Thanks to a combination of horizontal drilling and hydraulic fracturing, the U.S. is awash with cheap natural gas extracted from shale formations around the country. Yet despite the nation's growing use of the cleaner-burning fuel, U.S. carbon dioxide emissions likely increased last year, according to recently released data from the federal Energy Information Administration (EIA).
Why U.S. carbon emissions likely increased
Though final estimates are not yet in, the agency estimates that carbon emissions linked to the use of oil, gas, and coal rose 2% in 2013 after reaching a 20-year low in 2012. This modest increase is due largely to a small rise in coal consumption by the electric power sector, as higher natural gas prices and increased summer demand for electricity led utilities to boost their use of coal-fired units.
In April 2012, when gas prices reached a record low of roughly $2 per MMBtu, the shares of natural gas and coal as a source of electricity reached parity for the first time ever, according to the EIA. But since then, coal has regained much of the market share it lost, accounting for more than 40% of the nation's electricity each month since November 2012, while natural gas' share fell to roughly 25% over the same period.
Still, one year does not a trend make, and the larger picture is that U.S. energy-related emissions have generally been falling since 2005 due to a combination of weak economic growth after the 2008 global financial crisis, major improvements in energy efficiency for transportation and buildings, greater use of America's abundant and cheap supply of natural gas coupled, and reduced use of coal. Indeed, 2013 carbon emissions are still expected to come in about 10% lower than 2005 levels.
Retirement of coal-fired plants
Going forward, emissions are expected to continue to drop through at least 2015, due to a combination of greater demand for natural gas and new environmental regulations that will essentially force the retirement of older coal-fired units. Through 2020, the EIA forecasts that roughly 49 gigawatts (GW) of coal-fired capacity will be retired, representing approximately one-sixth of existing U.S. coal capacity.

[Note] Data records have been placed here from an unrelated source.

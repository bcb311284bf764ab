// Integration tests for the ingestion endpoints.
//
// The routers run against a real in-memory EventStore, so these exercise the
// full normalize -> store -> query path without a network listener.

use axum::{
    body::{to_bytes, Body},
    http::{Request, StatusCode},
    Router,
};
use serde_json::{json, Value};
use skywatch::api::create_app;
use skywatch::config::SkywatchConfig;
use skywatch::store::EventStore;
use std::sync::Arc;
use tower::ServiceExt;

fn create_test_app() -> (Router, Arc<EventStore>) {
    let config = SkywatchConfig::default();
    let store = Arc::new(EventStore::new(config.store.clone()));
    (create_app(Arc::clone(&store), &config), store)
}

fn post(uri: &str, body: Body) -> Request<Body> {
    Request::builder()
        .method("POST")
        .uri(uri)
        .header("Content-Type", "application/json")
        .body(body)
        .unwrap()
}

async fn response_json(response: axum::response::Response) -> Value {
    let bytes = to_bytes(response.into_body(), usize::MAX).await.unwrap();
    serde_json::from_slice(&bytes).unwrap()
}

/// Posting one telemetry record accepts it and makes it queryable
#[tokio::test]
async fn test_single_telemetry_accepted_and_queryable() {
    let (app, _store) = create_test_app();

    let body = json!({"payload": {"drone_id": "BLUE-1", "lat": 13.7563, "lon": 100.5018}});
    let response = app
        .clone()
        .oneshot(post("/api/telemetry", Body::from(body.to_string())))
        .await
        .unwrap();

    assert_eq!(response.status(), StatusCode::OK);
    assert_eq!(response_json(response).await["accepted"], json!(1));

    let response = app
        .oneshot(Request::builder().uri("/api/telemetry").body(Body::empty()).unwrap())
        .await
        .unwrap();
    assert_eq!(response.status(), StatusCode::OK);

    let events = response_json(response).await;
    let events = events.as_array().unwrap();
    assert_eq!(events.len(), 1);
    assert_eq!(events[0]["payload"]["drone_id"], json!("BLUE-1"));
    assert_eq!(events[0]["type"], json!("telemetry:update"));
}

/// A null body accepts nothing and leaves collections unchanged
#[tokio::test]
async fn test_null_body_rejected() {
    let (app, store) = create_test_app();

    let response = app
        .oneshot(post("/api/telemetry", Body::from("null")))
        .await
        .unwrap();

    assert_eq!(response.status(), StatusCode::BAD_REQUEST);
    assert_eq!(store.summary().totals.telemetry, 0);
}

/// Malformed batch members are dropped; siblings still land
#[tokio::test]
async fn test_batch_partial_acceptance() {
    let (app, store) = create_test_app();

    let body = json!([
        {"payload": {"drone_id": "BLUE-1"}},
        42,
        {"payload": {"drone_id": "RED-7"}},
    ]);
    let response = app
        .oneshot(post("/api/telemetry", Body::from(body.to_string())))
        .await
        .unwrap();

    assert_eq!(response.status(), StatusCode::OK);
    assert_eq!(response_json(response).await["accepted"], json!(2));
    assert_eq!(store.summary().totals.telemetry, 2);
}

/// /api/events has no fallback type; typeless records are rejected
#[tokio::test]
async fn test_events_endpoint_requires_type() {
    let (app, _store) = create_test_app();

    let body = json!({"payload": {"drone_id": "BLUE-1"}});
    let response = app
        .clone()
        .oneshot(post("/api/events", Body::from(body.to_string())))
        .await
        .unwrap();
    assert_eq!(response.status(), StatusCode::BAD_REQUEST);

    let body = json!({"type": "status:ping", "payload": {}});
    let response = app
        .oneshot(post("/api/events", Body::from(body.to_string())))
        .await
        .unwrap();
    assert_eq!(response.status(), StatusCode::OK);
}

/// Detection route applies its own fallback type
#[tokio::test]
async fn test_detection_fallback_type() {
    let (app, store) = create_test_app();

    let body = json!({"payload": {"detection_id": "d-1", "lat": 1.0, "lon": 2.0}});
    let response = app
        .oneshot(post("/api/detections", Body::from(body.to_string())))
        .await
        .unwrap();

    assert_eq!(response.status(), StatusCode::OK);
    let summary = store.summary();
    assert_eq!(summary.totals.detections, 1);
    assert_eq!(summary.latest_detection.unwrap().kind, "detection:new");
}

/// Invalid JSON is a 400, not a crash
#[tokio::test]
async fn test_invalid_json_rejected() {
    let (app, _store) = create_test_app();

    let response = app
        .oneshot(post("/api/telemetry", Body::from("{not json")))
        .await
        .unwrap();
    assert_eq!(response.status(), StatusCode::BAD_REQUEST);
}

/// Oversized single-object body is refused before deserialization
#[tokio::test]
async fn test_body_too_large_returns_413() {
    let mut config = SkywatchConfig::default();
    config.server.body_limit_single_bytes = 64;
    let store = Arc::new(EventStore::new(config.store.clone()));
    let app = create_app(store, &config);

    let oversized = format!(
        "{{\"payload\": {{\"drone_id\": \"{}\"}}}}",
        "x".repeat(100)
    );
    let response = app
        .oneshot(post("/api/telemetry", Body::from(oversized)))
        .await
        .unwrap();

    assert_eq!(response.status(), StatusCode::PAYLOAD_TOO_LARGE);
}

/// Events accepted over HTTP reach broadcast subscribers
#[tokio::test]
async fn test_ingest_reaches_subscribers() {
    let (app, store) = create_test_app();
    let mut rx = store.subscribe();

    let body = json!({"payload": {"detection_id": "d-9"}});
    app.oneshot(post("/api/detections", Body::from(body.to_string())))
        .await
        .unwrap();

    let event = rx.try_recv().unwrap();
    assert_eq!(event.payload_str("detection_id"), Some("d-9"));
}
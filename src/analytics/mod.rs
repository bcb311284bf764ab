// Derived analytics over event snapshots.
// Read-only: these functions never mutate store state, they produce new
// structures recomputed on demand.

mod cluster;
mod fleet;
mod geo;

pub use cluster::{cluster_detections, DetectionCluster};
pub use fleet::latest_by_drone;
pub use geo::haversine_m;
use crate::store::EventStore;
use axum::{
    body::Bytes,
    extract::State,
    http::StatusCode,
    response::{IntoResponse, Json, Response},
    routing::post,
    Router,
};
use serde::Serialize;
use serde_json::Value;
use std::sync::Arc;
use tracing::info;

/// Shared application state for ingestion endpoints
#[derive(Clone)]
pub struct IngestAppState {
    pub store: Arc<EventStore>,
    pub body_limit_single_bytes: usize,
    pub body_limit_batch_bytes: usize,
}

/// Success response: how many records were accepted
#[derive(Serialize)]
struct AcceptedResponse {
    accepted: usize,
}

/// Error response
#[derive(Serialize)]
struct ErrorResponse {
    error: String,
}

/// Create the ingestion router.
///
/// Each endpoint accepts either a single JSON object or an array of them;
/// the telemetry/detection routes supply the fallback event type for records
/// that omit their own.
pub fn create_ingest_router(state: IngestAppState) -> Router {
    Router::new()
        .route("/api/telemetry", post(ingest_telemetry))
        .route("/api/detections", post(ingest_detections))
        .route("/api/events", post(ingest_events))
        .with_state(Arc::new(state))
}

/// POST /api/telemetry - Submit telemetry records
async fn ingest_telemetry(
    State(state): State<Arc<IngestAppState>>,
    body: Bytes,
) -> Result<Json<AcceptedResponse>, IngestError> {
    submit(&state, &body, Some("telemetry:update"))
}

/// POST /api/detections - Submit detection records
async fn ingest_detections(
    State(state): State<Arc<IngestAppState>>,
    body: Bytes,
) -> Result<Json<AcceptedResponse>, IngestError> {
    submit(&state, &body, Some("detection:new"))
}

/// POST /api/events - Submit records that carry their own type
async fn ingest_events(
    State(state): State<Arc<IngestAppState>>,
    body: Bytes,
) -> Result<Json<AcceptedResponse>, IngestError> {
    submit(&state, &body, None)
}

fn submit(
    state: &IngestAppState,
    body: &[u8],
    fallback_kind: Option<&str>,
) -> Result<Json<AcceptedResponse>, IngestError> {
    // Batch submissions (a JSON array) get the larger body limit
    let is_batch = body.iter().find(|b| !b.is_ascii_whitespace()) == Some(&b'[');
    let limit = if is_batch {
        state.body_limit_batch_bytes
    } else {
        state.body_limit_single_bytes
    };
    if body.len() > limit {
        return Err(IngestError::PayloadTooLarge);
    }

    let raw: Value = serde_json::from_slice(body)
        .map_err(|e| IngestError::InvalidBody(e.to_string()))?;

    let accepted = state.store.ingest_many(&raw, fallback_kind);
    if accepted == 0 {
        return Err(IngestError::NothingAccepted);
    }

    info!(accepted, fallback = fallback_kind.unwrap_or("-"), "Records ingested");
    Ok(Json(AcceptedResponse { accepted }))
}

/// Ingestion error types
enum IngestError {
    InvalidBody(String),
    NothingAccepted,
    PayloadTooLarge,
}

impl IntoResponse for IngestError {
    fn into_response(self) -> Response {
        let (status, error_message) = match self {
            IngestError::InvalidBody(msg) => (StatusCode::BAD_REQUEST, msg),
            IngestError::NothingAccepted => (
                StatusCode::BAD_REQUEST,
                "no valid records accepted".to_string(),
            ),
            IngestError::PayloadTooLarge => {
                (StatusCode::PAYLOAD_TOO_LARGE, "payload too large".to_string())
            }
        };

        let body = Json(ErrorResponse {
            error: error_message,
        });
        (status, body).into_response()
    }
}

Several major utilities have already announced plans to retire some of their coal-fired plants over the next few years. For instance, Georgia Power, the largest unit of Southern (NYSE:SO), received approval from Georgia regulators in July to retire roughly 20% of its coal plants in the state by April 2015. The company's decision was shaped mainly by the high cost of complying with environmental regulations, as well as lower natural gas prices and expected economic conditions.
Similarly, the Tennessee Valley Authority (NYSE:TVE) said in November that it would retire more than 3,000 megawatts (MW) of coal-fired capacity, covering the five coal units at its Colbert plant in Alabama, one unit at the Widows Creek coal plant in Alabama, and two units at the Paradise coal plant in Kentucky. Though official dates for retiring these eight units have not yet been provided, the company's SEC filings say that the five Colbert units will be closed no later than June 2016.
Lastly, Duke Energy (NYSE:DUK) plans to retire up to 6,800 MW of coal-fired capacity by 2015 as part of its new fleet modernization strategy, which also entails construction of a new natural gas plant in North Carolina. By shuttering two coal-fired power plants in North Carolina, the company probably retired 3,800 MW of coal-fired generating capacity last year.
Slow and steady
The role of natural gas in U.S. power generation should continue to expand gradually over coming decades. The EIA said gas' share of power generation will grow from 24% in 2011 to 27% in 2025 and to 30% by 2040, while coal's share will decline from 42% in 2011 to 38% in 2025 and to 35% in 2040. So while coal will continue to play an overarching role in U.S. power generation, natural gas should slowly but surely start to catch up over the next couple of decades.